■ What to work on
Copy out all the entries shown below, exactly as they appear.
==============================
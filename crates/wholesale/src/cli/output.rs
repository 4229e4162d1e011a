//! Output formatting utilities for CLI commands
//!
//! Provides consistent formatting for:
//! - Tables with column alignment
//! - Arrow record batches as tables or JSON rows

use anyhow::{Context, Result};
use arrow::array::{Array, Int64Array, RecordBatch};
use arrow::datatypes::DataType as ArrowType;
use arrow::util::display::{ArrayFormatter, FormatOptions};
use comfy_table::{presets::UTF8_FULL_CONDENSED, Cell, Color, ContentArrangement, Table};
use serde_json::{Map, Value as JsonValue};

/// Print a table with headers and rows
pub fn print_table(headers: &[&str], rows: Vec<Vec<String>>) {
    let mut table = Table::new();
    table
        .load_preset(UTF8_FULL_CONDENSED)
        .set_content_arrangement(ContentArrangement::Dynamic);

    let header_cells: Vec<Cell> = headers
        .iter()
        .map(|h| Cell::new(h).fg(Color::Cyan))
        .collect();
    table.set_header(header_cells);

    for row in rows {
        table.add_row(row);
    }

    println!("{}", table);
}

/// Render up to `limit` rows of `batches` as strings, nulls as empty cells.
pub fn batch_rows(batches: &[RecordBatch], limit: usize) -> Result<(Vec<String>, Vec<Vec<String>>)> {
    let Some(first) = batches.first() else {
        return Ok((Vec::new(), Vec::new()));
    };
    let headers = first
        .schema()
        .fields()
        .iter()
        .map(|f| f.name().clone())
        .collect();

    let options = FormatOptions::default().with_null("");
    let mut rows = Vec::new();
    'outer: for batch in batches {
        let formatters = batch
            .columns()
            .iter()
            .map(|c| ArrayFormatter::try_new(c.as_ref(), &options))
            .collect::<std::result::Result<Vec<_>, _>>()
            .context("Failed to format table column")?;
        for row in 0..batch.num_rows() {
            if rows.len() >= limit {
                break 'outer;
            }
            rows.push(formatters.iter().map(|f| f.value(row).to_string()).collect());
        }
    }
    Ok((headers, rows))
}

/// Up to `limit` rows as JSON objects. Integers stay numbers; decimals and
/// dates are rendered as strings so no precision is lost.
pub fn batch_json_rows(batches: &[RecordBatch], limit: usize) -> Result<Vec<JsonValue>> {
    let options = FormatOptions::default();
    let mut out = Vec::new();
    'outer: for batch in batches {
        let schema = batch.schema();
        let formatters = batch
            .columns()
            .iter()
            .map(|c| ArrayFormatter::try_new(c.as_ref(), &options))
            .collect::<std::result::Result<Vec<_>, _>>()
            .context("Failed to format table column")?;
        for row in 0..batch.num_rows() {
            if out.len() >= limit {
                break 'outer;
            }
            let mut object = Map::new();
            for (idx, field) in schema.fields().iter().enumerate() {
                let column = batch.column(idx);
                let value = if column.is_null(row) {
                    JsonValue::Null
                } else if field.data_type() == &ArrowType::Int64 {
                    column
                        .as_any()
                        .downcast_ref::<Int64Array>()
                        .map(|a| JsonValue::from(a.value(row)))
                        .unwrap_or(JsonValue::Null)
                } else {
                    JsonValue::String(formatters[idx].value(row).to_string())
                };
                object.insert(field.name().clone(), value);
            }
            out.push(JsonValue::Object(object));
        }
    }
    Ok(out)
}

/// Print a batch as a table
pub fn print_batches(batches: &[RecordBatch], limit: usize) -> Result<()> {
    let (headers, rows) = batch_rows(batches, limit)?;
    let header_refs: Vec<&str> = headers.iter().map(String::as_str).collect();
    print_table(&header_refs, rows);
    Ok(())
}

#[cfg(test)]
mod tests {
    use super::*;
    use arrow::array::{Decimal128Array, StringArray};
    use arrow::datatypes::{Field, Schema};
    use std::sync::Arc;

    fn batch() -> RecordBatch {
        let schema = Arc::new(Schema::new(vec![
            Field::new("k", ArrowType::Int64, false),
            Field::new("name", ArrowType::Utf8, true),
            Field::new("bal", ArrowType::Decimal128(15, 2), false),
        ]));
        RecordBatch::try_new(
            schema,
            vec![
                Arc::new(Int64Array::from(vec![1, 2, 3])),
                Arc::new(StringArray::from(vec![Some("a"), None, Some("c")])),
                Arc::new(
                    Decimal128Array::from(vec![12345i128, -50, 0])
                        .with_precision_and_scale(15, 2)
                        .unwrap(),
                ),
            ],
        )
        .unwrap()
    }

    #[test]
    fn test_batch_rows_limits_and_blanks_nulls() {
        let (headers, rows) = batch_rows(&[batch()], 2).unwrap();
        assert_eq!(headers, vec!["k", "name", "bal"]);
        assert_eq!(rows.len(), 2);
        assert_eq!(rows[0], vec!["1", "a", "123.45"]);
        assert_eq!(rows[1][1], "");
        assert_eq!(rows[1][2], "-0.50");
    }

    #[test]
    fn test_batch_json_rows() {
        let rows = batch_json_rows(&[batch(), batch()], 4).unwrap();
        assert_eq!(rows.len(), 4);
        assert_eq!(rows[0]["k"], 1);
        assert_eq!(rows[0]["bal"], "123.45");
        assert!(rows[1]["name"].is_null());
        assert_eq!(rows[3]["k"], 1);
    }

    #[test]
    fn test_no_batches() {
        let (headers, rows) = batch_rows(&[], 10).unwrap();
        assert!(headers.is_empty());
        assert!(rows.is_empty());
    }
}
==============================
■ Answer box
filename crates/wholesale/src/cli/output.rs
repository 4229e4162d1e011a
//! Output formatting utilities for CLI commands
//!
//! Provides consistent formatting for:
//! - Tables with column alignment
//! - Arrow record batches as tables or JSON rows

use anyhow::{Context, Result};
use arrow::array::{Array, Int64Array, RecordBatch};
use arrow::datatypes::DataType as ArrowType;
use arrow::util::display::{ArrayFormatter, FormatOptions};
use comfy_table::{presets::UTF8_FULL_CONDENSED, Cell, Color, ContentArrangement, Table};
use serde_json::{Map, Value as JsonValue};

/// Print a table with headers and rows
pub fn print_table(headers: &[&str], rows: Vec<Vec<String>>) {
    let mut table = Table::new();
    table
        .load_preset(UTF8_FULL_CONDENSED)
        .set_content_arrangement(ContentArrangement::Dynamic);

    let header_cells: Vec<Cell> = headers
        .iter()
        .map(|h| Cell::new(h).fg(Color::Cyan))
        .collect();
    table.set_header(header_cells);

    for row in rows {
        table.add_row(row);
    }

    println!("{}", table);
}

/// Render up to `limit` rows of `batches` as strings, nulls as empty cells.
pub fn batch_rows(batches: &[RecordBatch], limit: usize) -> Result<(Vec<String>, Vec<Vec<String>>)> {
    let Some(first) = batches.first() else {
        return Ok((Vec::new(), Vec::new()));
    };
    let headers = first
        .schema()
        .fields()
        .iter()
        .map(|f| f.name().clone())
        .collect();

    let options = FormatOptions::default().with_null("");
    let mut rows = Vec::new();
    'outer: for batch in batches {
        let formatters = batch
            .columns()
            .iter()
            .map(|c| ArrayFormatter::try_new(c.as_ref(), &options))
            .collect::<std::result::Result<Vec<_>, _>>()
            .context("Failed to format table column")?;
        for row in 0..batch.num_rows() {
            if rows.len() >= limit {
                break 'outer;
            }
            rows.push(formatters.iter().map(|f| f.value(row).to_string()).collect());
        }
    }
    Ok((headers, rows))
}

/// Up to `limit` rows as JSON objects. Integers stay numbers; decimals and
/// dates are rendered as strings so no precision is lost.
pub fn batch_json_rows(batches: &[RecordBatch], limit: usize) -> Result<Vec<JsonValue>> {
    let options = FormatOptions::default();
    let mut out = Vec::new();
    'outer: for batch in batches {
        let schema = batch.schema();
        let formatters = batch
            .columns()
            .iter()
            .map(|c| ArrayFormatter::try_new(c.as_ref(), &options))
            .collect::<std::result::Result<Vec<_>, _>>()
            .context("Failed to format table column")?;
        for row in 0..batch.num_rows() {
            if out.len() >= limit {
                break 'outer;
            }
            let mut object = Map::new();
            for (idx, field) in schema.fields().iter().enumerate() {
                let column = batch.column(idx);
                let value = if column.is_null(row) {
                    JsonValue::Null
                } else if field.data_type() == &ArrowType::Int64 {
                    column
                        .as_any()
                        .downcast_ref::<Int64Array>()
                        .map(|a| JsonValue::from(a.value(row)))
                        .unwrap_or(JsonValue::Null)
                } else {
                    JsonValue::String(formatters[idx].value(row).to_string())
                };
                object.insert(field.name().clone(), value);
            }
            out.push(JsonValue::Object(object));
        }
    }
    Ok(out)
}

/// Print a batch as a table
pub fn print_batches(batches: &[RecordBatch], limit: usize) -> Result<()> {
    let (headers, rows) = batch_rows(batches, limit)?;
    let header_refs: Vec<&str> = headers.iter().map(String::as_str).collect();
    print_table(&header_refs, rows);
    Ok(())
}

#[cfg(test)]
mod tests {
    use super::*;
    use arrow::array::{Decimal128Array, StringArray};
    use arrow::datatypes::{Field, Schema};
    use std::sync::Arc;

    fn batch() -> RecordBatch {
        let schema = Arc::new(Schema::new(vec![
            Field::new("k", ArrowType::Int64, false),
            Field::new("name", ArrowType::Utf8, true),
            Field::new("bal", ArrowType::Decimal128(15, 2), false),
        ]));
        RecordBatch::try_new(
            schema,
            vec![
                Arc::new(Int64Array::from(vec![1, 2, 3])),
                Arc::new(StringArray::from(vec![Some("a"), None, Some("c")])),
                Arc::new(
                    Decimal128Array::from(vec![12345i128, -50, 0])
                        .with_precision_and_scale(15, 2)
                        .unwrap(),
                ),
            ],
        )
        .unwrap()
    }

    #[test]
    fn test_batch_rows_limits_and_blanks_nulls() {
        let (headers, rows) = batch_rows(&[batch()], 2).unwrap();
        assert_eq!(headers, vec!["k", "name", "bal"]);
        assert_eq!(rows.len(), 2);
        assert_eq!(rows[0], vec!["1", "a", "123.45"]);
        assert_eq!(rows[1][1], "");
        assert_eq!(rows[1][2], "-0.50");
    }

    #[test]
    fn test_batch_json_rows() {
        let rows = batch_json_rows(&[batch(), batch()], 4).unwrap();
        assert_eq!(rows.len(), 4);
        assert_eq!(rows[0]["k"], 1);
        assert_eq!(rows[0]["bal"], "123.45");
        assert!(rows[1]["name"].is_null());
        assert_eq!(rows[3]["k"], 1);
    }

    #[test]
    fn test_no_batches() {
        let (headers, rows) = batch_rows(&[], 10).unwrap();
        assert!(headers.is_empty());
        assert!(rows.is_empty());
    }
}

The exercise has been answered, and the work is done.